■ **ACTION ITEM**: What is needed is an exact copy of all the records below.

■ **SOURCE MATERIAL**:
☆ ☆ ☆ ☆ ☆ ☆ ☆
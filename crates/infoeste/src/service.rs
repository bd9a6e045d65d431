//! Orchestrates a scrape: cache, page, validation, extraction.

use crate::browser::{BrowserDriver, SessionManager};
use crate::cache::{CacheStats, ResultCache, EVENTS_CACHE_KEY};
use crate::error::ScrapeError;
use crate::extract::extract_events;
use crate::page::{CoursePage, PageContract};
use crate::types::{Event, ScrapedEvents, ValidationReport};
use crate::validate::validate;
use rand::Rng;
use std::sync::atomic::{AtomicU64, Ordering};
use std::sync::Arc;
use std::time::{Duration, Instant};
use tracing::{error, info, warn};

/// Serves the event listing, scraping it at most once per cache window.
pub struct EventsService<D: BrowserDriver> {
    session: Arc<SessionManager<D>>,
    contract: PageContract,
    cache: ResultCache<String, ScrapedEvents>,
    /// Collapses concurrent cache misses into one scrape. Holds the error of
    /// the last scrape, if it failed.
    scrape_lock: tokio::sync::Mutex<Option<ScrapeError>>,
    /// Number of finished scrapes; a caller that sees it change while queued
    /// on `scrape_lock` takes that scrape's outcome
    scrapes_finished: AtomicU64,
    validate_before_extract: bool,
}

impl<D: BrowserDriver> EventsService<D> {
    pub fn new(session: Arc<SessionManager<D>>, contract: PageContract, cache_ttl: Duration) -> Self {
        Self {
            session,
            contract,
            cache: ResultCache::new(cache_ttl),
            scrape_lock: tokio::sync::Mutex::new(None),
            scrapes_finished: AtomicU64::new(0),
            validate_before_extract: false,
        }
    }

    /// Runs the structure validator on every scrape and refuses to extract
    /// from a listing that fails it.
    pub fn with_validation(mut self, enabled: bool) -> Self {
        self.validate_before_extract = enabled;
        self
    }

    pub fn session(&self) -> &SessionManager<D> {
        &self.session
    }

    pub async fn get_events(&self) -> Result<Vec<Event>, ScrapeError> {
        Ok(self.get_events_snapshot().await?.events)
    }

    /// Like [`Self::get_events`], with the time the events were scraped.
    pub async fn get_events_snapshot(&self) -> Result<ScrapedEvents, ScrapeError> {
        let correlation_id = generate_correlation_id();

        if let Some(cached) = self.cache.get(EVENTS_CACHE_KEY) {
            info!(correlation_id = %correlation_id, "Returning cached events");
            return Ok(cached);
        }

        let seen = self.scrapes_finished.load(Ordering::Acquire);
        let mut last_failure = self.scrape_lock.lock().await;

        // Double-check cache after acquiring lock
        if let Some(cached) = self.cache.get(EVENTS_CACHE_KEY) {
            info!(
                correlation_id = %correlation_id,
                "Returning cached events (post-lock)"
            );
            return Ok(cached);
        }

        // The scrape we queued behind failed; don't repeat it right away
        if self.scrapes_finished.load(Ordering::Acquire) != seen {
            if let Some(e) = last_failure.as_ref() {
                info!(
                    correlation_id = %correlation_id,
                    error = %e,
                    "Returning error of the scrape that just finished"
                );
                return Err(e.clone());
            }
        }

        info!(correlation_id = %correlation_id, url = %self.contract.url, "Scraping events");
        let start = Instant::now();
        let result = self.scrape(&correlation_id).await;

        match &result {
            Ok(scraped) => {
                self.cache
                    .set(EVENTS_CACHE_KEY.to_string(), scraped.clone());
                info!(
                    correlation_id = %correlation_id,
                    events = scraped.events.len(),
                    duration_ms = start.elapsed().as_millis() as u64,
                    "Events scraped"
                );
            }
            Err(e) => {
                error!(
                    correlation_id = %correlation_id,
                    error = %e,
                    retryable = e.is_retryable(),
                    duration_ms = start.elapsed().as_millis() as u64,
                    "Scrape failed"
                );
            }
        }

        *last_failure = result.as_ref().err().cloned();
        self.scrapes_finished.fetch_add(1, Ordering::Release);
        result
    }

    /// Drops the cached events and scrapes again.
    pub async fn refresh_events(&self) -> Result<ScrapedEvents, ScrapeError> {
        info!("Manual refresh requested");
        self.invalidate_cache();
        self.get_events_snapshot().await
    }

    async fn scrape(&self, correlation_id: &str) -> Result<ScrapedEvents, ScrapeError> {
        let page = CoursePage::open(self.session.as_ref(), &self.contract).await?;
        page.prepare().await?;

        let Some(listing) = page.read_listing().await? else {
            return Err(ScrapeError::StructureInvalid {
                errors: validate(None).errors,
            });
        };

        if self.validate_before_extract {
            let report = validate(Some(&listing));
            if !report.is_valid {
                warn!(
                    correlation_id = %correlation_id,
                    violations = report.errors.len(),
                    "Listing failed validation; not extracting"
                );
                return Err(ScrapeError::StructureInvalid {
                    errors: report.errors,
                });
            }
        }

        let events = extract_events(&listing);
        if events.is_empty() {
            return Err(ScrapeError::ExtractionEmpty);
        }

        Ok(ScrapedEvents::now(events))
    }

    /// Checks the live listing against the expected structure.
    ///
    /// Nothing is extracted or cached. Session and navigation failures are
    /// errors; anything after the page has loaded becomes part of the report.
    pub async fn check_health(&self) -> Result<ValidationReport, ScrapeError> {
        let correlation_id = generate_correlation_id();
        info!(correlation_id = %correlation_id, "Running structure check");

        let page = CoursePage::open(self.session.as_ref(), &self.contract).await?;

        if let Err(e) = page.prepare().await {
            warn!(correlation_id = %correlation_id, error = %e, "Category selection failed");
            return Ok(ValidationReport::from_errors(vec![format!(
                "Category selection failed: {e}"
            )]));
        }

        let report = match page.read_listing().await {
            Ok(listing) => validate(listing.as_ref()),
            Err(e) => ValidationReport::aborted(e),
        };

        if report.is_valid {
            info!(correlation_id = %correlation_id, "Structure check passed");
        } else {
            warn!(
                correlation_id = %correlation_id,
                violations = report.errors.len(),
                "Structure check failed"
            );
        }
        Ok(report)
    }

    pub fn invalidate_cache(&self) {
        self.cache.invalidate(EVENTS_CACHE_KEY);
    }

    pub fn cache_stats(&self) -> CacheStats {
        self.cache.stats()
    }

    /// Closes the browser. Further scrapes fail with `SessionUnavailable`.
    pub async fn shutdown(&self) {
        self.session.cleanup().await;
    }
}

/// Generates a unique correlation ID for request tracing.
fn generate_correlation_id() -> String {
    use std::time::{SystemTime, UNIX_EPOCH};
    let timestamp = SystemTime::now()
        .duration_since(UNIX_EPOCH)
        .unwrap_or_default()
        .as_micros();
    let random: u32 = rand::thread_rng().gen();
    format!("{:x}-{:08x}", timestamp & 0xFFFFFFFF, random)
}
☆ ☆ ☆ ☆ ☆ ☆ ☆
■ **ANSWER SECTION**:
filename crates/infoeste/src/service.rs
repository bd9a6e045d65d431
//! Orchestrates a scrape: cache, page, validation, extraction.

use crate::browser::{BrowserDriver, SessionManager};
use crate::cache::{CacheStats, ResultCache, EVENTS_CACHE_KEY};
use crate::error::ScrapeError;
use crate::extract::extract_events;
use crate::page::{CoursePage, PageContract};
use crate::types::{Event, ScrapedEvents, ValidationReport};
use crate::validate::validate;
use rand::Rng;
use std::sync::atomic::{AtomicU64, Ordering};
use std::sync::Arc;
use std::time::{Duration, Instant};
use tracing::{error, info, warn};

/// Serves the event listing, scraping it at most once per cache window.
pub struct EventsService<D: BrowserDriver> {
    session: Arc<SessionManager<D>>,
    contract: PageContract,
    cache: ResultCache<String, ScrapedEvents>,
    /// Collapses concurrent cache misses into one scrape. Holds the error of
    /// the last scrape, if it failed.
    scrape_lock: tokio::sync::Mutex<Option<ScrapeError>>,
    /// Number of finished scrapes; a caller that sees it change while queued
    /// on `scrape_lock` takes that scrape's outcome
    scrapes_finished: AtomicU64,
    validate_before_extract: bool,
}

impl<D: BrowserDriver> EventsService<D> {
    pub fn new(session: Arc<SessionManager<D>>, contract: PageContract, cache_ttl: Duration) -> Self {
        Self {
            session,
            contract,
            cache: ResultCache::new(cache_ttl),
            scrape_lock: tokio::sync::Mutex::new(None),
            scrapes_finished: AtomicU64::new(0),
            validate_before_extract: false,
        }
    }

    /// Runs the structure validator on every scrape and refuses to extract
    /// from a listing that fails it.
    pub fn with_validation(mut self, enabled: bool) -> Self {
        self.validate_before_extract = enabled;
        self
    }

    pub fn session(&self) -> &SessionManager<D> {
        &self.session
    }

    pub async fn get_events(&self) -> Result<Vec<Event>, ScrapeError> {
        Ok(self.get_events_snapshot().await?.events)
    }

    /// Like [`Self::get_events`], with the time the events were scraped.
    pub async fn get_events_snapshot(&self) -> Result<ScrapedEvents, ScrapeError> {
        let correlation_id = generate_correlation_id();

        if let Some(cached) = self.cache.get(EVENTS_CACHE_KEY) {
            info!(correlation_id = %correlation_id, "Returning cached events");
            return Ok(cached);
        }

        let seen = self.scrapes_finished.load(Ordering::Acquire);
        let mut last_failure = self.scrape_lock.lock().await;

        // Double-check cache after acquiring lock
        if let Some(cached) = self.cache.get(EVENTS_CACHE_KEY) {
            info!(
                correlation_id = %correlation_id,
                "Returning cached events (post-lock)"
            );
            return Ok(cached);
        }

        // The scrape we queued behind failed; don't repeat it right away
        if self.scrapes_finished.load(Ordering::Acquire) != seen {
            if let Some(e) = last_failure.as_ref() {
                info!(
                    correlation_id = %correlation_id,
                    error = %e,
                    "Returning error of the scrape that just finished"
                );
                return Err(e.clone());
            }
        }

        info!(correlation_id = %correlation_id, url = %self.contract.url, "Scraping events");
        let start = Instant::now();
        let result = self.scrape(&correlation_id).await;

        match &result {
            Ok(scraped) => {
                self.cache
                    .set(EVENTS_CACHE_KEY.to_string(), scraped.clone());
                info!(
                    correlation_id = %correlation_id,
                    events = scraped.events.len(),
                    duration_ms = start.elapsed().as_millis() as u64,
                    "Events scraped"
                );
            }
            Err(e) => {
                error!(
                    correlation_id = %correlation_id,
                    error = %e,
                    retryable = e.is_retryable(),
                    duration_ms = start.elapsed().as_millis() as u64,
                    "Scrape failed"
                );
            }
        }

        *last_failure = result.as_ref().err().cloned();
        self.scrapes_finished.fetch_add(1, Ordering::Release);
        result
    }

    /// Drops the cached events and scrapes again.
    pub async fn refresh_events(&self) -> Result<ScrapedEvents, ScrapeError> {
        info!("Manual refresh requested");
        self.invalidate_cache();
        self.get_events_snapshot().await
    }

    async fn scrape(&self, correlation_id: &str) -> Result<ScrapedEvents, ScrapeError> {
        let page = CoursePage::open(self.session.as_ref(), &self.contract).await?;
        page.prepare().await?;

        let Some(listing) = page.read_listing().await? else {
            return Err(ScrapeError::StructureInvalid {
                errors: validate(None).errors,
            });
        };

        if self.validate_before_extract {
            let report = validate(Some(&listing));
            if !report.is_valid {
                warn!(
                    correlation_id = %correlation_id,
                    violations = report.errors.len(),
                    "Listing failed validation; not extracting"
                );
                return Err(ScrapeError::StructureInvalid {
                    errors: report.errors,
                });
            }
        }

        let events = extract_events(&listing);
        if events.is_empty() {
            return Err(ScrapeError::ExtractionEmpty);
        }

        Ok(ScrapedEvents::now(events))
    }

    /// Checks the live listing against the expected structure.
    ///
    /// Nothing is extracted or cached. Session and navigation failures are
    /// errors; anything after the page has loaded becomes part of the report.
    pub async fn check_health(&self) -> Result<ValidationReport, ScrapeError> {
        let correlation_id = generate_correlation_id();
        info!(correlation_id = %correlation_id, "Running structure check");

        let page = CoursePage::open(self.session.as_ref(), &self.contract).await?;

        if let Err(e) = page.prepare().await {
            warn!(correlation_id = %correlation_id, error = %e, "Category selection failed");
            return Ok(ValidationReport::from_errors(vec![format!(
                "Category selection failed: {e}"
            )]));
        }

        let report = match page.read_listing().await {
            Ok(listing) => validate(listing.as_ref()),
            Err(e) => ValidationReport::aborted(e),
        };

        if report.is_valid {
            info!(correlation_id = %correlation_id, "Structure check passed");
        } else {
            warn!(
                correlation_id = %correlation_id,
                violations = report.errors.len(),
                "Structure check failed"
            );
        }
        Ok(report)
    }

    pub fn invalidate_cache(&self) {
        self.cache.invalidate(EVENTS_CACHE_KEY);
    }

    pub fn cache_stats(&self) -> CacheStats {
        self.cache.stats()
    }

    /// Closes the browser. Further scrapes fail with `SessionUnavailable`.
    pub async fn shutdown(&self) {
        self.session.cleanup().await;
    }
}

/// Generates a unique correlation ID for request tracing.
fn generate_correlation_id() -> String {
    use std::time::{SystemTime, UNIX_EPOCH};
    let timestamp = SystemTime::now()
        .duration_since(UNIX_EPOCH)
        .unwrap_or_default()
        .as_micros();
    let random: u32 = rand::thread_rng().gen();
    format!("{:x}-{:08x}", timestamp & 0xFFFFFFFF, random)
}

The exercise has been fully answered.